-- DATA SHOWN --
* * *

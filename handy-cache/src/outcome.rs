//! Tagged results returned by the public cache operations

use crate::error::{CacheError, Result};

/// Result of a cache read
#[derive(Debug)]
#[must_use]
pub enum Lookup<T> {
    /// Value found and decoded
    Hit(T),
    /// Nothing cached under the key (missing, expired or empty)
    Miss,
    /// The read was bypassed; the caller should behave as on a miss
    Degraded(CacheError),
}

impl<T> Lookup<T> {
    pub fn is_hit(&self) -> bool {
        matches!(self, Self::Hit(_))
    }

    /// Collapse into an `Option`, treating every non-hit as absent
    pub fn into_option(self) -> Option<T> {
        match self {
            Self::Hit(value) => Some(value),
            Self::Miss | Self::Degraded(_) => None,
        }
    }

    /// Why the read was bypassed, if it was
    pub fn reason(&self) -> Option<&CacheError> {
        match self {
            Self::Degraded(err) => Some(err),
            _ => None,
        }
    }

    pub fn map<U>(self, f: impl FnOnce(T) -> U) -> Lookup<U> {
        match self {
            Self::Hit(value) => Lookup::Hit(f(value)),
            Self::Miss => Lookup::Miss,
            Self::Degraded(err) => Lookup::Degraded(err),
        }
    }
}

impl<T> From<Result<Option<T>>> for Lookup<T> {
    fn from(result: Result<Option<T>>) -> Self {
        match result {
            Ok(Some(value)) => Self::Hit(value),
            Ok(None) => Self::Miss,
            Err(err) => Self::Degraded(err),
        }
    }
}

/// Result of a cache write or maintenance operation
#[derive(Debug)]
#[must_use]
pub enum Outcome<T> {
    /// The store applied the operation
    Done(T),
    /// Nothing happened; the reason is attached
    Degraded(CacheError),
}

impl<T> Outcome<T> {
    pub fn is_done(&self) -> bool {
        matches!(self, Self::Done(_))
    }

    pub fn done(self) -> Option<T> {
        match self {
            Self::Done(value) => Some(value),
            Self::Degraded(_) => None,
        }
    }

    pub fn unwrap_or(self, default: T) -> T {
        self.done().unwrap_or(default)
    }

    pub fn reason(&self) -> Option<&CacheError> {
        match self {
            Self::Done(_) => None,
            Self::Degraded(err) => Some(err),
        }
    }
}

impl<T: Default> Outcome<T> {
    pub fn unwrap_or_default(self) -> T {
        self.done().unwrap_or_default()
    }
}

impl<T> From<Result<T>> for Outcome<T> {
    fn from(result: Result<T>) -> Self {
        match result {
            Ok(value) => Self::Done(value),
            Err(err) => Self::Degraded(err),
        }
    }
}
use super::{CacheStore, StoreTtl};
use crate::config::StoreConfig;
use crate::error::{CacheError, Result};
use crate::info::StoreInfo;
use async_trait::async_trait;
use redis::aio::MultiplexedConnection;
use redis::{Client, Cmd, FromRedisValue, RedisResult};
use std::future::Future;
use std::time::Duration;
use tokio::sync::Mutex;
use tracing::{debug, info, warn};

/// Redis-backed store
///
/// The connection is opened lazily on first use. With `persistent` set it is
/// kept and shared by later calls; a connection-level failure drops it so the
/// next call reconnects. Without it every command opens its own connection.
pub struct RedisStore {
    client: Client,
    connection: Mutex<Option<MultiplexedConnection>>,
    persistent: bool,
    timeout: Duration,
    endpoint: String,
}

impl RedisStore {
    /// Create a store for the given configuration. Does not connect.
    pub fn new(config: &StoreConfig) -> Result<Self> {
        let client = Client::open(config.connection_url())
            .map_err(|e| CacheError::Config(format!("invalid store address: {e}")))?;

        Ok(Self {
            client,
            connection: Mutex::new(None),
            persistent: config.persistent,
            timeout: config.timeout(),
            endpoint: format!("{}:{}/{}", config.host, config.port, config.database),
        })
    }

    /// `host:port/db` this store points at
    pub fn endpoint(&self) -> &str {
        &self.endpoint
    }

    /// Whether a connection is currently held
    pub async fn is_connected(&self) -> bool {
        self.connection.lock().await.is_some()
    }

    async fn connection(&self) -> Result<MultiplexedConnection> {
        let mut slot = self.connection.lock().await;
        if let Some(conn) = slot.as_ref() {
            return Ok(conn.clone());
        }

        let conn = self
            .bounded(self.client.get_multiplexed_async_connection())
            .await?;
        info!("Connected to store at {}", self.endpoint);

        if self.persistent {
            *slot = Some(conn.clone());
        }
        Ok(conn)
    }

    async fn disconnect(&self) {
        if self.connection.lock().await.take().is_some() {
            warn!("Dropped connection to {}", self.endpoint);
        }
    }

    async fn bounded<T, F>(&self, fut: F) -> Result<T>
    where
        F: Future<Output = RedisResult<T>>,
    {
        match tokio::time::timeout(self.timeout, fut).await {
            Ok(result) => result.map_err(CacheError::from),
            Err(_) => Err(CacheError::Timeout),
        }
    }

    async fn query<T>(&self, cmd: Cmd) -> Result<T>
    where
        T: FromRedisValue + Send,
    {
        let mut conn = self.connection().await?;
        let result = self.bounded(cmd.query_async::<T>(&mut conn)).await;

        if let Err(err) = &result {
            if err.is_connection_error() {
                self.disconnect().await;
            }
        }
        result
    }
}

#[async_trait]
impl CacheStore for RedisStore {
    async fn ensure_connected(&self) -> Result<()> {
        // Non-persistent stores connect per command; nothing to warm up
        if !self.persistent {
            return Ok(());
        }
        self.connection().await.map(|_| ())
    }

    async fn ping(&self) -> Result<()> {
        let reply: String = self.query(redis::cmd("PING")).await?;
        debug!("PING → {}", reply);
        Ok(())
    }

    async fn get(&self, key: &str) -> Result<Option<Vec<u8>>> {
        let mut cmd = redis::cmd("GET");
        cmd.arg(key);
        self.query(cmd).await
    }

    async fn set_ex(&self, key: &str, value: &[u8], ttl_secs: u64) -> Result<()> {
        let mut cmd = redis::cmd("SET");
        cmd.arg(key).arg(value).arg("EX").arg(ttl_secs);
        self.query(cmd).await
    }

    async fn ttl(&self, key: &str) -> Result<StoreTtl> {
        let mut cmd = redis::cmd("TTL");
        cmd.arg(key);
        let reply: i64 = self.query(cmd).await?;
        Ok(StoreTtl::from_reply(reply))
    }

    async fn exists(&self, key: &str) -> Result<bool> {
        let mut cmd = redis::cmd("EXISTS");
        cmd.arg(key);
        self.query(cmd).await
    }

    async fn del(&self, keys: &[String]) -> Result<usize> {
        if keys.is_empty() {
            return Ok(0);
        }
        let mut cmd = redis::cmd("DEL");
        cmd.arg(keys);
        self.query(cmd).await
    }

    async fn scan(&self, cursor: u64, pattern: &str, count: usize) -> Result<(u64, Vec<String>)> {
        let mut cmd = redis::cmd("SCAN");
        cmd.arg(cursor)
            .arg("MATCH")
            .arg(pattern)
            .arg("COUNT")
            .arg(count);
        self.query(cmd).await
    }

    async fn flush(&self) -> Result<()> {
        self.query(redis::cmd("FLUSHDB")).await
    }

    async fn info(&self) -> Result<StoreInfo> {
        let text: String = self.query(redis::cmd("INFO")).await?;
        Ok(StoreInfo::parse(&text))
    }
}
//! Cache client: scoping, encoding and graceful degradation over a [`CacheStore`]

use crate::codec::{Codec, CompressLevel};
use crate::config::CacheConfig;
use crate::error::{CacheError, Result};
use crate::info::StoreInfo;
use crate::outcome::{Lookup, Outcome};
use crate::pattern;
use crate::scanner::KeyScanner;
use crate::scope::{Identity, KeyScope};
use crate::store::{CacheStore, RedisStore, StoreTtl};
use serde::Serialize;
use serde::de::DeserializeOwned;
use std::time::Duration;
use tracing::{debug, info, warn};

/// Substring kept by a bulk prune when none is given (PHP session keys)
pub const DEFAULT_RETAINED: &str = "PHPREDIS_SESSION";

/// Caching adapter
///
/// Every operation checks the `enabled` gate first and never fails loudly:
/// problems come back as [`Lookup::Degraded`] / [`Outcome::Degraded`] and the
/// caller carries on as if nothing was cached.
///
/// # Example
/// ```no_run
/// use handy_cache::{CacheClient, CacheConfig, Identity};
///
/// # #[tokio::main]
/// # async fn main() -> Result<(), Box<dyn std::error::Error>> {
/// let cache = CacheClient::connect(&CacheConfig::default())?;
/// let bob = Identity::user("bob");
///
/// let _ = cache.set(&bob, "cart", &vec!["apple", "pear"]).await;
/// let cart: Option<Vec<String>> = cache.get(&bob, "cart").await.into_option();
/// # Ok(())
/// # }
/// ```
pub struct CacheClient<S: CacheStore = RedisStore> {
    store: S,
    enabled: bool,
    codec: Codec,
    default_ttl_secs: u64,
    scan_page_size: usize,
    delete_batch_size: usize,
}

impl CacheClient<RedisStore> {
    /// Validate the configuration and create a Redis-backed client.
    ///
    /// The connection is opened lazily by the first operation.
    pub fn connect(config: &CacheConfig) -> Result<Self> {
        config.validate()?;
        let store = RedisStore::new(&config.store)?;
        info!(
            "Cache client for {} (enabled: {})",
            store.endpoint(),
            config.enabled
        );
        Ok(Self::with_store(store, config))
    }
}

impl<S: CacheStore> CacheClient<S> {
    /// Wrap an existing store
    pub fn with_store(store: S, config: &CacheConfig) -> Self {
        Self {
            store,
            enabled: config.enabled,
            codec: Codec::new(CompressLevel::new(config.compress_level)),
            default_ttl_secs: config.default_ttl_secs.max(1),
            scan_page_size: config.scan_page_size,
            delete_batch_size: config.delete_batch_size.max(1),
        }
    }

    pub fn store(&self) -> &S {
        &self.store
    }

    pub fn is_enabled(&self) -> bool {
        self.enabled
    }

    pub fn compress_level(&self) -> u8 {
        self.codec.level().get()
    }

    /// Change the level used for later writes (clamped to 0-9).
    /// Existing entries stay readable.
    pub fn set_compress_level(&mut self, level: u8) {
        self.codec.set_level(CompressLevel::new(level));
    }

    pub fn default_ttl(&self) -> Duration {
        Duration::from_secs(self.default_ttl_secs)
    }

    /// Key actually written to the store for `key` on behalf of `identity`
    pub fn effective_key(&self, identity: &Identity, key: &str) -> String {
        KeyScope::resolve(key, identity).into_owned()
    }

    /// Paginated scan over effective keys matching a glob pattern
    pub fn scanner(&self, pattern: &str) -> KeyScanner<'_, S> {
        KeyScanner::new(&self.store, pattern, self.scan_page_size)
    }

    fn gate(&self) -> Result<()> {
        if self.enabled {
            Ok(())
        } else {
            Err(CacheError::FeatureDisabled)
        }
    }

    async fn ready(&self) -> Result<()> {
        self.gate()?;
        self.store.ensure_connected().await
    }

    /// Read and decode a value
    pub async fn get<T>(&self, identity: &Identity, key: &str) -> Lookup<T>
    where
        T: DeserializeOwned,
    {
        let key = KeyScope::resolve(key, identity);
        let result = self.read(&key).await;
        if let Ok(found) = &result {
            debug!("GET {} → {}", key, if found.is_some() { "hit" } else { "miss" });
        }
        note_degraded("GET", &key, result).into()
    }

    async fn read<T>(&self, key: &str) -> Result<Option<T>>
    where
        T: DeserializeOwned,
    {
        self.ready().await?;
        match self.store.get(key).await? {
            Some(payload) if !payload.is_empty() => self.codec.decode(&payload).map(Some),
            _ => Ok(None),
        }
    }

    /// Remaining lifetime of an entry. Keys without expiry report a miss.
    pub async fn get_ttl(&self, identity: &Identity, key: &str) -> Lookup<Duration> {
        let key = KeyScope::resolve(key, identity);
        let result = async {
            self.ready().await?;
            Ok::<_, CacheError>(match self.store.ttl(&key).await? {
                StoreTtl::Expires(secs) if secs > 0 => Some(Duration::from_secs(secs)),
                _ => None,
            })
        }
        .await;
        note_degraded("TTL", &key, result).into()
    }

    /// Write a value with the configured default lifetime
    pub async fn set<T>(&self, identity: &Identity, key: &str, value: &T) -> Outcome<()>
    where
        T: Serialize + ?Sized,
    {
        self.set_with_ttl(identity, key, value, self.default_ttl_secs)
            .await
    }

    /// Write a value that expires after `ttl_secs`. A zero lifetime is rejected.
    pub async fn set_with_ttl<T>(
        &self,
        identity: &Identity,
        key: &str,
        value: &T,
        ttl_secs: u64,
    ) -> Outcome<()>
    where
        T: Serialize + ?Sized,
    {
        let key = KeyScope::resolve(key, identity);
        let result = async {
            self.gate()?;
            if ttl_secs == 0 {
                return Err(CacheError::InvalidArgument(
                    "ttl must be at least one second".to_string(),
                ));
            }
            let payload = self.codec.encode(value)?;
            self.store.ensure_connected().await?;
            self.store.set_ex(&key, &payload, ttl_secs).await?;
            debug!("SET {} ({} bytes, ttl {}s)", key, payload.len(), ttl_secs);
            Ok(())
        }
        .await;
        note_degraded("SET", &key, result).into()
    }

    /// Whether a key is present. The key is used as given, without scoping.
    pub async fn exists(&self, key: &str) -> Outcome<bool> {
        let result = async {
            self.ready().await?;
            self.store.exists(key).await
        }
        .await;
        note_degraded("EXISTS", key, result).into()
    }

    /// Remove a single entry, or with `recursive` every entry under it as a prefix.
    /// Reports how many keys were removed.
    pub async fn delete_keys(
        &self,
        identity: &Identity,
        key: &str,
        recursive: bool,
    ) -> Outcome<usize> {
        let key = KeyScope::resolve(key, identity);
        let result = if recursive {
            let pattern = format!("{}*", pattern::escape(&key));
            self.delete_matching(&pattern, |_| true).await
        } else {
            async {
                self.ready().await?;
                self.store.del(&[key.to_string()]).await
            }
            .await
        };
        if let Ok(removed) = &result {
            debug!("DEL {} (recursive: {}) → {}", key, recursive, removed);
        }
        note_degraded("DEL", &key, result).into()
    }

    /// Remove every key that does not contain `keep`; [`DEFAULT_RETAINED`] keeps PHP sessions
    pub async fn delete_all_except(&self, keep: &str) -> Outcome<usize> {
        let result = if keep.is_empty() {
            self.gate().and(Err(CacheError::InvalidArgument(
                "retained substring must not be empty".to_string(),
            )))
        } else {
            self.delete_matching("*", |key| !key.contains(keep)).await
        };
        note_degraded("DEL-EXCEPT", keep, result).into()
    }

    /// Remove every key that starts with none of the `allowed` prefixes
    pub async fn delete_without_prefixes<P>(&self, allowed: &[P]) -> Outcome<usize>
    where
        P: AsRef<str>,
    {
        let result = if allowed.is_empty() {
            self.gate().and(Err(CacheError::InvalidArgument(
                "allowed prefix list must not be empty".to_string(),
            )))
        } else {
            self.delete_matching("*", |key| {
                !allowed.iter().any(|prefix| key.starts_with(prefix.as_ref()))
            })
            .await
        };
        note_degraded("DEL-PREFIXES", "*", result).into()
    }

    /// Scan `pattern` page by page and delete the keys selected by `doomed`,
    /// at most `delete_batch_size` keys per `DEL`.
    async fn delete_matching<F>(&self, pattern: &str, doomed: F) -> Result<usize>
    where
        F: Fn(&str) -> bool,
    {
        self.ready().await?;

        let mut scanner = self.scanner(pattern);
        let mut removed = 0;
        let mut pages = 0;
        while let Some(page) = scanner.next_page().await? {
            pages += 1;
            let targets: Vec<String> = page
                .into_iter()
                .filter(|key| doomed(key.as_str()))
                .collect();
            for batch in targets.chunks(self.delete_batch_size) {
                removed += self.store.del(batch).await?;
            }
        }

        info!(
            "Bulk delete over '{}': {} keys removed in {} pages",
            pattern, removed, pages
        );
        Ok(removed)
    }

    /// Drop every key of the selected database
    pub async fn flush(&self) -> Outcome<()> {
        let result = async {
            self.ready().await?;
            self.store.flush().await
        }
        .await;
        if result.is_ok() {
            info!("Flushed cache database");
        }
        note_degraded("FLUSHDB", "*", result).into()
    }

    /// Store status report
    pub async fn info(&self) -> Outcome<StoreInfo> {
        let result = async {
            self.ready().await?;
            self.store.info().await
        }
        .await;
        note_degraded("INFO", "-", result).into()
    }

    pub async fn ping(&self) -> Outcome<()> {
        let result = async {
            self.ready().await?;
            self.store.ping().await
        }
        .await;
        note_degraded("PING", "-", result).into()
    }
}

/// Log why an operation was bypassed
fn note_degraded<T>(op: &str, key: &str, result: Result<T>) -> Result<T> {
    if let Err(err) = &result {
        match err {
            CacheError::FeatureDisabled | CacheError::InvalidArgument(_) => {
                debug!("{} {} skipped: {}", op, key, err)
            }
            _ => warn!("{} {} failed: {}", op, key, err),
        }
    }
    result
}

* * *

-- WHAT YOU HAVE TO DO --
Search the data for "command". Copy every line that has it.

-- ANSWER AREA --
/// next call reconnects. Without it every command opens its own connection.
        // Non-persistent stores connect per command; nothing to warm up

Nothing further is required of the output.